Water is to be cut off in Caracas for up to 48 hours a week from Monday, possibly lasting until next May or June. Power rationing is also starting this week, aiming to reduce national useage by 20 per cent.
Venezuela's populist leader says the water shortages are a result of the driest weather in 40 years, which has also intensified the problem of blackouts. The country relies on hydroelectricity for about three-quarters of its power and reservoirs are at record lows. Increased consumption due to high economic growth has exacerbated the problem, he says.
Hmm. Somehow I find it difficult to believe there is economic growth of any kind in Venezuela, particularly when price controls for various commodities (like food) have made them very scarce. Graft, corruption, and incompetence have severely limited or destroyed various segments of the economy. Even Venezuela's oil reserves, claimed by Chávez to be greater than that even of Saudi Arabia, have been unable to support the government's growing social and economic engineering programs. Of course it doesn't help that their petroleum infrastructure has been decaying since Chávez took power and nationalized the oil companies. Most of the personnel that used to run and maintain the infrastructure have either quit, been fired, or fled Venezuela. The missing workers have been replaced by many of Chávez's political cronies, few of which know anything about running or maintaining the wells and equipment needed to keep the oil flowing.

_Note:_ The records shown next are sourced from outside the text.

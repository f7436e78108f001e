//! Prompt types for Prompter.
//!
//! This module defines the domain entities for the prompt system.

use chrono::{DateTime, Utc};
use serde::{Deserialize, Serialize};

/// Tool hint used when a record does not name one.
pub const DEFAULT_TOOL: &str = "generic";

/// A prompt record loaded from the store.
#[derive(Debug, Clone, PartialEq, Serialize, Deserialize)]
pub struct PromptRecord {
    /// Identifier derived from the name (also the file stem)
    pub id: String,

    /// Human-readable name
    pub name: String,

    #[serde(default)]
    pub description: String,

    /// Markdown body; may contain `{{variable}}` placeholders
    #[serde(default)]
    pub content: String,

    #[serde(default)]
    pub tags: Vec<String>,

    /// Free-form provider hint (e.g. "claude", "my-local-llm")
    #[serde(default = "default_tool")]
    pub tool: String,

    /// Variable names the author declared for this prompt
    #[serde(default)]
    pub variables: Vec<String>,

    #[serde(default)]
    pub category: String,

    pub created_at: DateTime<Utc>,

    pub updated_at: DateTime<Utc>,
}

/// Listing entry; a record without its body.
#[derive(Debug, Clone, PartialEq, Serialize, Deserialize)]
pub struct PromptSummary {
    pub id: String,
    pub name: String,
    pub description: String,
    pub tags: Vec<String>,
    pub tool: String,
    pub category: String,
    pub updated_at: DateTime<Utc>,
}

impl From<&PromptRecord> for PromptSummary {
    fn from(record: &PromptRecord) -> Self {
        Self {
            id: record.id.clone(),
            name: record.name.clone(),
            description: record.description.clone(),
            tags: record.tags.clone(),
            tool: record.tool.clone(),
            category: record.category.clone(),
            updated_at: record.updated_at,
        }
    }
}

/// Input for creating a prompt.
#[derive(Debug, Clone, Serialize, Deserialize)]
pub struct NewPrompt {
    pub name: String,

    #[serde(default)]
    pub description: String,

    #[serde(default)]
    pub content: String,

    #[serde(default)]
    pub tags: Vec<String>,

    #[serde(default = "default_tool")]
    pub tool: String,

    #[serde(default)]
    pub variables: Vec<String>,

    #[serde(default)]
    pub category: String,
}

impl NewPrompt {
    /// Create a prompt input with only a name; everything else defaulted.
    pub fn named(name: impl Into<String>) -> Self {
        Self {
            name: name.into(),
            description: String::new(),
            content: String::new(),
            tags: Vec::new(),
            tool: default_tool(),
            variables: Vec::new(),
            category: String::new(),
        }
    }

    pub fn with_content(mut self, content: impl Into<String>) -> Self {
        self.content = content.into();
        self
    }

    pub fn with_description(mut self, description: impl Into<String>) -> Self {
        self.description = description.into();
        self
    }

    pub fn with_tool(mut self, tool: impl Into<String>) -> Self {
        self.tool = tool.into();
        self
    }

    pub fn with_tags(mut self, tags: Vec<String>) -> Self {
        self.tags = tags;
        self
    }

    pub fn with_variables(mut self, variables: Vec<String>) -> Self {
        self.variables = variables;
        self
    }

    pub fn with_category(mut self, category: impl Into<String>) -> Self {
        self.category = category.into();
        self
    }
}

/// Partial update; only `Some` fields are applied.
#[derive(Debug, Clone, Default, Serialize, Deserialize)]
pub struct PromptUpdate {
    #[serde(skip_serializing_if = "Option::is_none")]
    pub name: Option<String>,

    #[serde(skip_serializing_if = "Option::is_none")]
    pub description: Option<String>,

    #[serde(skip_serializing_if = "Option::is_none")]
    pub content: Option<String>,

    #[serde(skip_serializing_if = "Option::is_none")]
    pub tags: Option<Vec<String>>,

    #[serde(skip_serializing_if = "Option::is_none")]
    pub tool: Option<String>,

    #[serde(skip_serializing_if = "Option::is_none")]
    pub variables: Option<Vec<String>>,

    #[serde(skip_serializing_if = "Option::is_none")]
    pub category: Option<String>,
}

impl PromptUpdate {
    /// Check if any field is set.
    pub fn is_empty(&self) -> bool {
        self.name.is_none()
            && self.description.is_none()
            && self.content.is_none()
            && self.tags.is_none()
            && self.tool.is_none()
            && self.variables.is_none()
            && self.category.is_none()
    }

    /// Apply the set fields to a record. Does not touch id or timestamps.
    pub fn apply_to(self, record: &mut PromptRecord) {
        if let Some(name) = self.name {
            record.name = name;
        }
        if let Some(description) = self.description {
            record.description = description;
        }
        if let Some(content) = self.content {
            record.content = content;
        }
        if let Some(tags) = self.tags {
            record.tags = tags;
        }
        if let Some(tool) = self.tool {
            record.tool = tool;
        }
        if let Some(variables) = self.variables {
            record.variables = variables;
        }
        if let Some(category) = self.category {
            record.category = category;
        }
    }
}

fn default_tool() -> String {
    DEFAULT_TOOL.to_string()
}
//! Prompter Core Library
//!
//! This crate provides the foundational utilities for Prompter:
//! - Error handling (`AppError`, `AppResult`)
//! - Logging infrastructure
//! - Configuration management

pub mod config;
pub mod error;
pub mod logging;

// Re-export commonly used types
pub use config::AppConfig;
pub use error::{AppError, AppResult};
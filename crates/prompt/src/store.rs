//! File-backed prompt store.
//!
//! Each record is a markdown file `<id>.md` with a YAML front matter block:
//!
//! ```text
//! ---
//! name: Code Review
//! tool: claude
//! ---
//! Review the following {{language}} code.
//! ```

use crate::types::{NewPrompt, PromptRecord, PromptSummary, PromptUpdate, DEFAULT_TOOL};
use chrono::{DateTime, Utc};
use once_cell::sync::Lazy;
use prompter_core::{AppError, AppResult};
use regex::Regex;
use serde::{Deserialize, Serialize};
use std::fs;
use std::path::{Path, PathBuf};

const FRONT_MATTER_DELIMITER: &str = "---";
const RECORD_EXTENSION: &str = "md";

static UNSAFE_ID_CHARS: Lazy<Regex> = Lazy::new(|| Regex::new(r"[^\w\-]").unwrap());
static DASH_RUNS: Lazy<Regex> = Lazy::new(|| Regex::new(r"-+").unwrap());

/// Storage contract for prompt records.
///
/// Export and render only ever call `get`; the remaining operations exist
/// for the CLI.
pub trait PromptRepository {
    /// Load a record by id. Fails with `NotFound` if absent.
    fn get(&self, id: &str) -> AppResult<PromptRecord>;

    /// List all records, ordered by id.
    fn list(&self) -> AppResult<Vec<PromptSummary>>;

    /// Create a record. Fails with `AlreadyExists` if the derived id is taken.
    fn create(&self, data: NewPrompt) -> AppResult<PromptRecord>;

    /// Apply a partial update, renaming the record if its name changes.
    fn update(&self, id: &str, data: PromptUpdate) -> AppResult<PromptRecord>;

    /// Remove a record. Fails with `NotFound` if absent.
    fn delete(&self, id: &str) -> AppResult<()>;
}

/// Derive a record id from a name.
///
/// Lowercases, turns anything that is not a word character or `-` into
/// `-`, and collapses dash runs. Names with nothing usable are rejected.
pub fn sanitize_id(name: &str) -> AppResult<String> {
    let lowered = name.trim().to_lowercase();
    let replaced = UNSAFE_ID_CHARS.replace_all(&lowered, "-");
    let collapsed = DASH_RUNS.replace_all(&replaced, "-");
    let id = collapsed.trim_matches('-');

    if id.is_empty() {
        return Err(AppError::InvalidArgument(format!(
            "Invalid prompt name: {:?}",
            name
        )));
    }

    Ok(id.to_string())
}

/// Metadata stored in the front matter block.
#[derive(Debug, Default, Serialize, Deserialize)]
struct FrontMatter {
    #[serde(default, skip_serializing_if = "Option::is_none")]
    name: Option<String>,
    #[serde(default, skip_serializing_if = "Option::is_none")]
    description: Option<String>,
    #[serde(default, skip_serializing_if = "Option::is_none")]
    tags: Option<Vec<String>>,
    #[serde(default, skip_serializing_if = "Option::is_none")]
    tool: Option<String>,
    #[serde(default, skip_serializing_if = "Option::is_none")]
    variables: Option<Vec<String>>,
    #[serde(default, skip_serializing_if = "Option::is_none")]
    category: Option<String>,
    #[serde(default, skip_serializing_if = "Option::is_none")]
    created_at: Option<DateTime<Utc>>,
    #[serde(default, skip_serializing_if = "Option::is_none")]
    updated_at: Option<DateTime<Utc>>,
}

impl From<&PromptRecord> for FrontMatter {
    fn from(record: &PromptRecord) -> Self {
        Self {
            name: Some(record.name.clone()),
            description: Some(record.description.clone()),
            tags: Some(record.tags.clone()),
            tool: Some(record.tool.clone()),
            variables: Some(record.variables.clone()),
            category: Some(record.category.clone()),
            created_at: Some(record.created_at),
            updated_at: Some(record.updated_at),
        }
    }
}

/// Prompt store rooted at a directory of markdown files.
#[derive(Debug, Clone)]
pub struct PromptStore {
    directory: PathBuf,
}

impl PromptStore {
    pub fn new(directory: impl Into<PathBuf>) -> Self {
        Self {
            directory: directory.into(),
        }
    }

    pub fn directory(&self) -> &Path {
        &self.directory
    }

    /// Create the store directory if it does not exist.
    pub fn init(&self) -> AppResult<()> {
        fs::create_dir_all(&self.directory)?;
        tracing::debug!("Initialized prompt store at {:?}", self.directory);
        Ok(())
    }

    fn record_path(&self, id: &str) -> AppResult<PathBuf> {
        let safe = sanitize_id(id)?;
        let path = self
            .directory
            .join(format!("{}.{}", safe, RECORD_EXTENSION));

        // Sanitized ids cannot contain separators; this guards future changes.
        if path.parent() != Some(self.directory.as_path()) {
            return Err(AppError::InvalidArgument(format!("Invalid prompt id: {:?}", id)));
        }

        Ok(path)
    }

    fn load(&self, path: &Path) -> AppResult<PromptRecord> {
        let raw = fs::read_to_string(path)?;
        let (front, body) = split_front_matter(&raw);

        let meta: FrontMatter = match front {
            Some(yaml) if !yaml.trim().is_empty() => serde_yaml::from_str(yaml).map_err(|e| {
                AppError::Prompt(format!("Failed to parse front matter {:?}: {}", path, e))
            })?,
            _ => FrontMatter::default(),
        };

        let id = path
            .file_stem()
            .and_then(|s| s.to_str())
            .ok_or_else(|| AppError::Prompt(format!("Invalid record file name: {:?}", path)))?
            .to_string();

        let (created_fallback, modified_fallback) = file_times(path);

        Ok(PromptRecord {
            name: meta.name.unwrap_or_else(|| id.clone()),
            id,
            description: meta.description.unwrap_or_default(),
            content: strip_trailing_newline(body).to_string(),
            tags: meta.tags.unwrap_or_default(),
            tool: meta.tool.unwrap_or_else(|| DEFAULT_TOOL.to_string()),
            variables: meta.variables.unwrap_or_default(),
            category: meta.category.unwrap_or_default(),
            created_at: meta.created_at.unwrap_or(created_fallback),
            updated_at: meta.updated_at.unwrap_or(modified_fallback),
        })
    }

    fn save(&self, record: &PromptRecord) -> AppResult<PathBuf> {
        let path = self.record_path(&record.id)?;
        let yaml = serde_yaml::to_string(&FrontMatter::from(record))?;

        let mut document = String::with_capacity(yaml.len() + record.content.len() + 16);
        document.push_str(FRONT_MATTER_DELIMITER);
        document.push('\n');
        document.push_str(&yaml);
        document.push_str(FRONT_MATTER_DELIMITER);
        document.push('\n');
        document.push_str(&record.content);
        document.push('\n');

        fs::write(&path, document)?;
        tracing::debug!("Saved prompt {} to {:?}", record.id, path);
        Ok(path)
    }
}

impl PromptRepository for PromptStore {
    fn get(&self, id: &str) -> AppResult<PromptRecord> {
        let path = self.record_path(id)?;
        tracing::debug!("Loading prompt from: {:?}", path);

        if !path.exists() {
            return Err(AppError::NotFound(id.to_string()));
        }

        self.load(&path)
    }

    fn list(&self) -> AppResult<Vec<PromptSummary>> {
        if !self.directory.exists() {
            return Ok(Vec::new());
        }

        let mut paths: Vec<PathBuf> = walkdir::WalkDir::new(&self.directory)
            .max_depth(1)
            .into_iter()
            .filter_map(|e| e.ok())
            .map(|e| e.into_path())
            .filter(|p| {
                p.is_file() && p.extension().and_then(|s| s.to_str()) == Some(RECORD_EXTENSION)
            })
            .collect();
        paths.sort();

        let mut items = Vec::with_capacity(paths.len());
        for path in paths {
            let record = self.load(&path)?;
            items.push(PromptSummary::from(&record));
        }

        Ok(items)
    }

    fn create(&self, data: NewPrompt) -> AppResult<PromptRecord> {
        let now = Utc::now();
        let record = PromptRecord {
            id: sanitize_id(&data.name)?,
            name: data.name,
            description: data.description,
            content: data.content,
            tags: data.tags,
            tool: data.tool,
            variables: data.variables,
            category: data.category,
            created_at: now,
            updated_at: now,
        };

        if self.record_path(&record.id)?.exists() {
            return Err(AppError::AlreadyExists(record.id));
        }

        self.save(&record)?;
        tracing::info!("Created prompt: {}", record.id);
        Ok(record)
    }

    fn update(&self, id: &str, data: PromptUpdate) -> AppResult<PromptRecord> {
        let mut record = self.get(id)?;
        let old_path = self.record_path(&record.id)?;

        let renamed_id = match data.name.as_deref() {
            Some(name) => Some(sanitize_id(name)?).filter(|new_id| *new_id != record.id),
            None => None,
        };

        data.apply_to(&mut record);
        record.updated_at = Utc::now();

        if let Some(new_id) = renamed_id {
            if self.record_path(&new_id)?.exists() {
                return Err(AppError::AlreadyExists(new_id));
            }
            record.id = new_id;
            self.save(&record)?;
            fs::remove_file(&old_path)?;
            tracing::info!("Renamed prompt {} to {}", id, record.id);
            return Ok(record);
        }

        self.save(&record)?;
        Ok(record)
    }

    fn delete(&self, id: &str) -> AppResult<()> {
        let path = self.record_path(id)?;
        if !path.exists() {
            return Err(AppError::NotFound(id.to_string()));
        }
        fs::remove_file(&path)?;
        tracing::info!("Deleted prompt: {}", id);
        Ok(())
    }
}

/// Split a document into its front matter YAML and body.
///
/// Returns `None` for the YAML when the document does not open with a
/// delimiter line or never closes it; the whole input is then the body.
fn split_front_matter(raw: &str) -> (Option<&str>, &str) {
    let rest = match raw
        .strip_prefix("---\n")
        .or_else(|| raw.strip_prefix("---\r\n"))
    {
        Some(rest) => rest,
        None => return (None, raw),
    };

    let mut offset = 0;
    for line in rest.split_inclusive('\n') {
        if line.trim_end_matches(['\r', '\n']) == FRONT_MATTER_DELIMITER {
            return (Some(&rest[..offset]), &rest[offset + line.len()..]);
        }
        offset += line.len();
    }

    (None, raw)
}

fn strip_trailing_newline(body: &str) -> &str {
    body.strip_suffix("\r\n")
        .or_else(|| body.strip_suffix('\n'))
        .unwrap_or(body)
}

/// Creation and modification times of a file, falling back to now.
fn file_times(path: &Path) -> (DateTime<Utc>, DateTime<Utc>) {
    let now = Utc::now();
    let Ok(meta) = fs::metadata(path) else {
        return (now, now);
    };

    let modified = meta.modified().map(DateTime::<Utc>::from).unwrap_or(now);
    let created = meta.created().map(DateTime::<Utc>::from).unwrap_or(modified);
    (created, modified)
}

I wonder how long it will take their wells, pipelines, oil terminals, and other equipment to deteriorate to the point where it doesn't work? All one need do is look at how Iran's once profitable oil infrastructure has crumbled to the point where they can't even refine enough of their own oil to meet their domestic needs.
His fellow Venezuelans haven't been buying his line about the causes of the various shortages, knowing many of the problems they are suffering are due entirely to his actions.
Government critics say that, despite Venezuela being flooded by oil wealth in recent years as energy prices rose, persistent under-investment in maintaining and expanding water and electricity networks lies at the root of the problem. They also point to chronic mismanagement, poor planning and even corruption. Furthermore, frozen tariffs have provided no incentive to conserve water or electricity.Eventually Chávez will run out of excuses. He won't be able to blame the rich because there won't be any left, except for his cronies (he'll have made sure of that). He won't be able to blame a drought if the electrical and water systems finally break down and provide neither to the populace even though there's plenty of water available to drink and generate electricity. He won't be able to blame the farmers for the shortage of food if he's driven them all out of business due to his fixing prices at such a low level that the farmers go bankrupt.
Many remain unconvinced by Mr Chávez's attempts to brush off responsibility for the shortages by attributing problems to the climatic phenomenon known as El Niño .
"It's not the root of the problem," says Norberto Bausson, director of the Municipal Institute for Water and Aqueducts of Sucre, an opposition-controlled municipality in eastern Caracas. He says the rationing is caused by rising demand due to population growth and increased consumption per capita, while an absence of infrastructure investment has caused supply to be lower now than a decade ago.
The time will come (if it hasn't already) when the only one left to blame will be Chávez himself. But he won't (or can't) admit he's been the cause of Venezuela's economic ills because when it comes to economics he's a total moron. But then most dictators are when it comes to understanding how economies work.